A better way to track the service impact on the business is to track the revenue and return on investment directly related to innovation. For example, to do this, Symphony Services combines a Service Vitality Index with Service-oriented ROI measurements.
The Service-oriented Vitality Index, or SoVI, is the ratio of revenue generated from a service (or services) over the last 12 months as compared with all other existing SOA revenue. This is a revenue view of service orientation (as is the case with revenue per service) verses a spend view. For example, assume a company has four SOA product lines that have a combined return of $100 million in total revenue. Three of these four products have been earning revenue for more than a year. And the fourth SOA product was released just under a year ago and contributed $5 million to annual revenues. This company's SoVI would be 5/100 or 5%. Healthy organizations should strive for a SoVI of 10%-20%, which compounded over time, will result in a 100% turnover in revenue from new products every five years.
The second and supporting metric is called the Service-oriented ROI. SoROI accounts for the money invested in service-oriented development. The SoROI is the cumulative before tax profits over "N" number of years from SOA-driven products divided by the cumulative product expenditures for that same period. This can be further enhanced by discounting both revenue and cost as a function of prevailing and forecasted interest rates. The SoROI allows you to compare overall SOA values independent of their size.
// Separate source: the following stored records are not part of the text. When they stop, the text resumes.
//! In-memory content of a regular file.
//!
//! Storage is split into `CHUNK_SIZE` chunks keyed by chunk index. Chunks that
//! were never written are holes and read back as zeros, so extending a file
//! with a write far past its end costs nothing for the gap.

use alloc::{boxed::Box, collections::BTreeMap, vec::Vec};
use core::cmp::min;

use crate::{
    common::{DisksimError, DisksimResult, MAX_FILE_SIZE},
    CHUNK_SIZE,
};

#[derive(Debug, Default)]
pub struct ContentStore {
    chunks: BTreeMap<u64, Box<[u8]>>,
    size: u64,
}

impl ContentStore {
    /// An empty store. Nothing is allocated until the first write.
    pub fn new() -> Self {
        Self::default()
    }

    /// Logical size in bytes.
    pub fn len(&self) -> u64 {
        self.size
    }

    pub fn is_empty(&self) -> bool {
        self.size == 0
    }

    /// Whether any chunk memory is held.
    pub fn is_allocated(&self) -> bool {
        !self.chunks.is_empty()
    }

    /// Bytes of chunk memory held.
    pub fn resident_bytes(&self) -> u64 {
        self.chunks.len() as u64 * CHUNK_SIZE as u64
    }

    /// Copy up to `buf.len()` bytes starting at `offset` into `buf`. Returns
    /// the number of bytes copied, short at end of file.
    pub fn read_at(&self, offset: u64, buf: &mut [u8]) -> usize {
        if offset >= self.size {
            return 0;
        }
        let len = min(buf.len() as u64, self.size - offset) as usize;
        let mut done = 0;
        while done < len {
            let pos = offset + done as u64;
            let index = pos / CHUNK_SIZE as u64;
            let in_chunk = (pos % CHUNK_SIZE as u64) as usize;
            let n = min(CHUNK_SIZE - in_chunk, len - done);
            let dest = &mut buf[done..done + n];
            match self.chunks.get(&index) {
                Some(chunk) => dest.copy_from_slice(&chunk[in_chunk..in_chunk + n]),
                None => dest.fill(0),
            }
            done += n;
        }
        len
    }

    /// Read into a fresh buffer sized by the logical extent, not by what is
    /// resident. A buffer that cannot be reserved is `OutOfMemory`.
    pub fn read(&self, offset: u64, len: usize) -> DisksimResult<Vec<u8>> {
        let want = min(len as u64, self.size.saturating_sub(offset));
        let want = usize::try_from(want).map_err(|_| DisksimError::OutOfMemory)?;
        let mut buf = Vec::new();
        buf.try_reserve_exact(want)
            .map_err(|_| DisksimError::OutOfMemory)?;
        buf.resize(want, 0);
        let n = self.read_at(offset, &mut buf);
        buf.truncate(n);
        Ok(buf)
    }

    /// Write `data` at `offset`, growing the file as needed. Calls `touched`
    /// with the index of every chunk written to.
    pub fn write_at(
        &mut self,
        offset: u64,
        data: &[u8],
        mut touched: impl FnMut(u64),
    ) -> DisksimResult<usize> {
        let end = offset
            .checked_add(data.len() as u64)
            .filter(|end| *end <= MAX_FILE_SIZE)
            .ok_or(DisksimError::FileTooLarge)?;
        if data.is_empty() {
            return Ok(0);
        }

        let first = offset / CHUNK_SIZE as u64;
        let last = (end - 1) / CHUNK_SIZE as u64;
        // Allocate everything first so a failure leaves the store unchanged.
        let mut fresh = Vec::new();
        for index in first..=last {
            if !self.chunks.contains_key(&index) {
                fresh.push((index, alloc_chunk()?));
            }
        }
        self.chunks.extend(fresh);

        let mut done = 0;
        while done < data.len() {
            let pos = offset + done as u64;
            let index = pos / CHUNK_SIZE as u64;
            let in_chunk = (pos % CHUNK_SIZE as u64) as usize;
            let n = min(CHUNK_SIZE - in_chunk, data.len() - done);
            if let Some(chunk) = self.chunks.get_mut(&index) {
                chunk[in_chunk..in_chunk + n].copy_from_slice(&data[done..done + n]);
            }
            touched(index);
            done += n;
        }

        if end > self.size {
            self.size = end;
        }
        Ok(data.len())
    }

    /// Store into already existing bytes only, never growing the file.
    pub fn store_at(&mut self, offset: u64, data: &[u8], touched: impl FnMut(u64)) -> DisksimResult<usize> {
        if offset >= self.size {
            return Ok(0);
        }
        let n = min(data.len() as u64, self.size - offset) as usize;
        self.write_at(offset, &data[..n], touched)
    }

    /// Resize to `new_size`. Shrinking drops whole chunks past the end and
    /// zeroes the tail of the last partial chunk, so a later extension reads
    /// zeros.
    pub fn truncate(&mut self, new_size: u64) -> DisksimResult<()> {
        if new_size > MAX_FILE_SIZE {
            return Err(DisksimError::FileTooLarge);
        }
        if new_size < self.size {
            let keep = (new_size + CHUNK_SIZE as u64 - 1) / CHUNK_SIZE as u64;
            drop(self.chunks.split_off(&keep));
            let tail = (new_size % CHUNK_SIZE as u64) as usize;
            if tail != 0 {
                if let Some(chunk) = self.chunks.get_mut(&(new_size / CHUNK_SIZE as u64)) {
                    chunk[tail..].fill(0);
                }
            }
        }
        self.size = new_size;
        Ok(())
    }
}

fn alloc_chunk() -> DisksimResult<Box<[u8]>> {
    let mut chunk = Vec::new();
    chunk
        .try_reserve_exact(CHUNK_SIZE)
        .map_err(|_| DisksimError::OutOfMemory)?;
    chunk.resize(CHUNK_SIZE, 0);
    Ok(chunk.into_boxed_slice())
}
Combining both the Service-oriented Vitality Index and the SoROI provides a much clearer picture of a company's SOA health. Using these direct measures of service-orientation, companies can foresee the revenue implications of unfocused R&D years earlier than with traditional measures. To foresee is to be forewarned, a metaphor realized through the Service-oriented Vitality Index.
Management Metrics
3. Number of New Services Generated and Used as a Percentage of Total Services
Organizations with non-existent or poor SOA governance often see out-of-control service proliferation (high ratio of new services as a percentage of total services). Uncontrolled development teams often look to create new service after new service, not thinking about re-choreographing existing implementations to achieve the desired business value. Not only does this drive the total cost of service development up, but it also reduces the average revenue per service, indicating poor service development productivity.
4. Mean Time to Service Development (MTTSD)
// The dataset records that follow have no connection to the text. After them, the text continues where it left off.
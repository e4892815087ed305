//! The I/O latency gate.
//!
//! Every read and write against a regular file waits a fixed number of
//! milliseconds before the content store is touched. The wait is a blocking
//! one on the calling thread: it always runs to completion, is never
//! cancelled and is independent of the request size.

use alloc::sync::Arc;
use core::sync::atomic::{AtomicU64, Ordering};

use log::info;

use crate::{common::NodeId, mount_opts::MountOpts};

/// Blocks the calling thread for a number of milliseconds.
pub trait Delay: Send + Sync {
    fn delay_ms(&self, ms: u32);
}

/// Real wall-clock wait. `thread::sleep` restarts after signals, so the full
/// duration always elapses.
#[cfg(feature = "std")]
#[derive(Debug, Default, Clone, Copy)]
pub struct ThreadSleep;

#[cfg(feature = "std")]
impl Delay for ThreadSleep {
    fn delay_ms(&self, ms: u32) {
        std::thread::sleep(std::time::Duration::from_millis(ms as u64));
    }
}

#[derive(Debug, Default, Clone, Copy)]
pub struct NoDelay;

impl Delay for NoDelay {
    fn delay_ms(&self, _ms: u32) {}
}

/// Virtual clock: accounts for every requested delay without waiting.
#[derive(Debug, Default)]
pub struct RecordingDelay {
    total_ms: AtomicU64,
    calls: AtomicU64,
}

impl RecordingDelay {
    pub fn new() -> Self {
        Self::default()
    }

    /// Sum of all delays requested so far.
    pub fn total_ms(&self) -> u64 {
        self.total_ms.load(Ordering::SeqCst)
    }

    pub fn calls(&self) -> u64 {
        self.calls.load(Ordering::SeqCst)
    }
}

impl Delay for RecordingDelay {
    fn delay_ms(&self, ms: u32) {
        self.total_ms.fetch_add(ms as u64, Ordering::SeqCst);
        self.calls.fetch_add(1, Ordering::SeqCst);
    }
}

pub struct LatencyGate {
    read_delay: u32,
    write_delay: u32,
    delay: Arc<dyn Delay>,
    delayed_ms: AtomicU64,
}

impl LatencyGate {
    pub fn new(opts: &MountOpts, delay: Arc<dyn Delay>) -> Self {
        Self {
            read_delay: opts.read_delay,
            write_delay: opts.write_delay,
            delay,
            delayed_ms: AtomicU64::new(0),
        }
    }

    pub fn wrap_read<T>(&self, ino: NodeId, op: impl FnOnce() -> T) -> T {
        log::trace!("Delaying read of inode {} for {} ms", ino, self.read_delay);
        self.wait(self.read_delay);
        op()
    }

    pub fn wrap_write<T>(&self, ino: NodeId, op: impl FnOnce() -> T) -> T {
        info!("Delaying write for {} ms (inode {})", self.write_delay, ino);
        self.wait(self.write_delay);
        op()
    }

    /// Milliseconds of delay applied by this gate so far.
    pub fn delayed_ms(&self) -> u64 {
        self.delayed_ms.load(Ordering::Relaxed)
    }

    fn wait(&self, ms: u32) {
        if ms == 0 {
            return;
        }
        self.delay.delay_ms(ms);
        self.delayed_ms.fetch_add(ms as u64, Ordering::Relaxed);
    }
}

#[cfg(test)]
mod tests {
    use super::*;

    fn opts(read_delay: u32, write_delay: u32) -> MountOpts {
        MountOpts {
            read_delay,
            write_delay,
            ..MountOpts::default()
        }
    }

    #[test]
    fn delay_runs_before_op() {
        let rec = Arc::new(RecordingDelay::new());
        let gate = LatencyGate::new(&opts(50, 20), rec.clone());

        let seen = gate.wrap_read(7, || rec.total_ms());
        assert_eq!(seen, 50);
        let seen = gate.wrap_write(7, || rec.total_ms());
        assert_eq!(seen, 70);
        assert_eq!(rec.calls(), 2);
        assert_eq!(gate.delayed_ms(), 70);
    }

    #[test]
    fn zero_delay_skips_provider() {
        let rec = Arc::new(RecordingDelay::new());
        let gate = LatencyGate::new(&opts(0, 0), rec.clone());
        assert_eq!(gate.wrap_read(1, || 3), 3);
        gate.wrap_write(1, || ());
        assert_eq!(rec.calls(), 0);
    }

    #[cfg(feature = "std")]
    #[test]
    fn thread_sleep_blocks() {
        let gate = LatencyGate::new(&opts(30, 0), Arc::new(ThreadSleep));
        let start = std::time::Instant::now();
        gate.wrap_read(1, || ());
        assert!(start.elapsed() >= std::time::Duration::from_millis(30));
    }
}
If one of the benefits of SOA is business agility, then how do you measure that? MTTSD provides a statistical measure, along with a range of certainty, of the average time to stand up a service. Organizations new to SOA development (those with a low SOA maturity level) can see development time 10 times longer than those that have a managed or optimized SOA organizations (high SOA maturity level). Reducing MTTSD is a key benefit of SOA governance; that is, those activities related to the control of services in a SOA environment.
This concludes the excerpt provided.